Previous molecular studies have shown that European populations form two genetic groups, a southern lineage (Pyrenean–Cantabrian and several Balkan populations) and a boreal lineage (remaining Eurasian areas) [
7]. The populations which we studied belong to the boreal genetic lineage. Including males from clearly genetically distinct populations, especially from the southern lineage, would show how independent evolutionary divergence was followed by the divergence of capercaillie song. We suppose that the expansion of this study with a more detailed understanding of vocal differentiation across the capercaillie range could help in a much-needed revision of subspecies taxonomy, which has been formed primarily on morphological characteristics and shows obvious polyphyly [
1].
Comparison of the level of individual versus geographic variations yielded similar results. The best classification results were achieved using the combination of temporal and frequency parameters. Exclusivity of one kind of acoustic parameter (designed by ecology or morphology/genetics) for both variations (individual vs. geographic) was not confirmed according to our predictions. We suppose that the complex structure of this song in a highly modulated broadband frequency pattern could be designed for both individual morphology (including genetics and ontogeny) and habitat conditions.
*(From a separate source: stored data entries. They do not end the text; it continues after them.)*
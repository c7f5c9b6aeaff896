use crate::{
    config::AppConfig,
    db::{DbPool, OrmConn, create_orm_conn},
};

#[derive(Clone)]
pub struct AppState {
    pub pool: DbPool,
    pub orm: OrmConn,
    pub config: AppConfig,
}

impl AppState {
    pub fn new(pool: DbPool, config: AppConfig) -> Self {
        let orm = create_orm_conn(&pool);
        Self { pool, orm, config }
    }
}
Individual variation was significantly influenced by temporal parameters (e.g., temporal pattern of trill elements, duration of whetting elements, and cork duration) and frequency parameters (frequency 95 in trills, cork center frequency). Similarly, geographic variation was also loaded by both types of parameters, mainly the duration of some whetting elements and central frequency for the trill and cork elements. This highly complex broadband song is probably designed by strong sexual selection. The conspicuous acoustic display of capercaillie males probably reflects a significant adaptive function during courtship behavior. The most intuitive purpose is to attract females for mating, which likely offsets the costs of energy expenditure associated with the elaborate display as well as increased predation risks [
4,
12].
The most accurate estimation of the population depends on the monitoring method used. For Capercaillie monitoring, a variety of methods have been used, e.g., transect surveys [
37,
38], genetic methods [
39,
40], and the monitoring of displaying males at leks [
41,
42,
43], including the automated acoustic recording of males on leks [
44,
45]. This bioacoustical method offers the long-term monitoring of male activity on leks. The method of non-invasive acoustic monitoring of grouse birds based on individual-specific voices has already begun to be considered an advantageous monitoring method [
46]. A semi-automated call analysis enables species recognition among all other sounds. Such monitoring techniques can reduce disturbance and observer biases [
44]. Our results would enable expanding this method from species recognition to the individual level and thus allow the long-term monitoring of specific individuals.